Some consumers have joined doctors in pushing legislation that would require HMOs to take in most physicians. Ms. Goldstein accompanied her former doctor to Annapolis to testify for the bill, which faces an uncertain fate.
The Maryland General Assembly has paved the way for a greater role for HMOs. A law that will take effect in July requires health insurers to offer small businesses an economical standard benefits package. HMO executives say they'll be able to underbid traditional insurance plans.
In Congress, the House subcommittee that recently approved a reform bill included an incentive for companies to offer HMOs. Employers would have to pay 80 percent of workers' insurance premiums, but only for the cheapest plan they offer. That would probably be an HMO-like plan. Employers would pay a smaller portion of other, more expensive plans they might offer, leaving workers to shoulder a greater share.
While lawmakers debate, the marketplace moves forward. The future can be seen in insurers like CIGNA HealthCare, a Connecticut-based HMO that covers 96,000 people in Maryland, Virginia and Washington.

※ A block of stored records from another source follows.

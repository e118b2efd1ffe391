//! Chronological train/test splitting
//!
//! Rows are never shuffled: the leading block trains the model and the
//! trailing block tests it, so the test rows are always "in the future"
//! relative to the training rows.

use crate::{MathError, Result};

/// Ratio of rows assigned to the training block
pub const DEFAULT_SPLIT_RATIO: f64 = 0.8;

/// Compute the split index `floor(n * ratio)`.
///
/// Fails when the ratio is outside `(0, 1)` or when either partition
/// would be empty.
pub fn split_index(n: usize, ratio: f64) -> Result<usize> {
    if !(ratio > 0.0 && ratio < 1.0) {
        return Err(MathError::InvalidInput(format!(
            "Split ratio must be between 0 and 1 (exclusive), got {}",
            ratio
        )));
    }

    let split_idx = (n as f64 * ratio).floor() as usize;

    if split_idx == 0 || split_idx >= n {
        return Err(MathError::InsufficientData(format!(
            "Splitting {} rows at ratio {} leaves an empty partition (train {}, test {})",
            n,
            ratio,
            split_idx,
            n.saturating_sub(split_idx)
        )));
    }

    Ok(split_idx)
}

/// Split a slice at an already computed index.
///
/// Use the same `split_idx` for features and targets so they stay aligned.
pub fn split_at<T>(rows: &[T], split_idx: usize) -> Result<(&[T], &[T])> {
    if split_idx > rows.len() {
        return Err(MathError::InvalidInput(format!(
            "Split index {} is past the end of {} rows",
            split_idx,
            rows.len()
        )));
    }

    Ok(rows.split_at(split_idx))
}

/// Compute the split index for `rows` and split it
pub fn chronological_split<T>(rows: &[T], ratio: f64) -> Result<(&[T], &[T])> {
    let split_idx = split_index(rows.len(), ratio)?;
    split_at(rows, split_idx)
}

#[cfg(test)]
mod tests {
    use super::*;
    use rstest::rstest;

    #[rstest]
    #[case(5, 4)]
    #[case(10, 8)]
    #[case(11, 8)]
    #[case(99, 79)]
    #[case(1000, 800)]
    fn test_split_index_floors(#[case] n: usize, #[case] expected: usize) {
        let idx = split_index(n, DEFAULT_SPLIT_RATIO).unwrap();
        assert_eq!(idx, expected);
        assert_eq!(idx + (n - idx), n);
    }

    #[rstest]
    #[case(0)]
    #[case(1)]
    fn test_split_index_too_few_rows(#[case] n: usize) {
        let result = split_index(n, DEFAULT_SPLIT_RATIO);
        assert!(matches!(result, Err(MathError::InsufficientData(_))));
    }

    #[test]
    fn test_split_index_rejects_bad_ratio() {
        assert!(matches!(
            split_index(10, 0.0),
            Err(MathError::InvalidInput(_))
        ));
        assert!(matches!(
            split_index(10, 1.0),
            Err(MathError::InvalidInput(_))
        ));
        assert!(matches!(
            split_index(10, f64::NAN),
            Err(MathError::InvalidInput(_))
        ));
    }

    #[test]
    fn test_chronological_split_keeps_order() {
        let rows = vec![1, 2, 3, 4, 5];
        let (train, test) = chronological_split(&rows, DEFAULT_SPLIT_RATIO).unwrap();
        assert_eq!(train, &[1, 2, 3, 4]);
        assert_eq!(test, &[5]);
    }

    #[test]
    fn test_split_at_out_of_range() {
        let rows = vec![1.0, 2.0];
        assert!(split_at(&rows, 3).is_err());
    }
}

Under pressure from employers to hold down costs, CIGNA is directing Maryland subscribers to a limited number of gastroenterologists who agree to charge a comparatively low price. Other doctors who have been treating the insurer's subscribers, including two dozen gastrointestinal specialists at the Center for Digestive Disorders at Greater Baltimore Medical Center, are being excluded.
"Medicine should not be practiced that way," protests Dr. I. A. Razzak, director of the center.
But CIGNA officials believe they are in tune with the times.
"The marketplace is taking us in this direction," says Bryson Popham, a lawyer representing the company in Maryland. "CIGNA and other health insurers are responding to the people who are buying our products."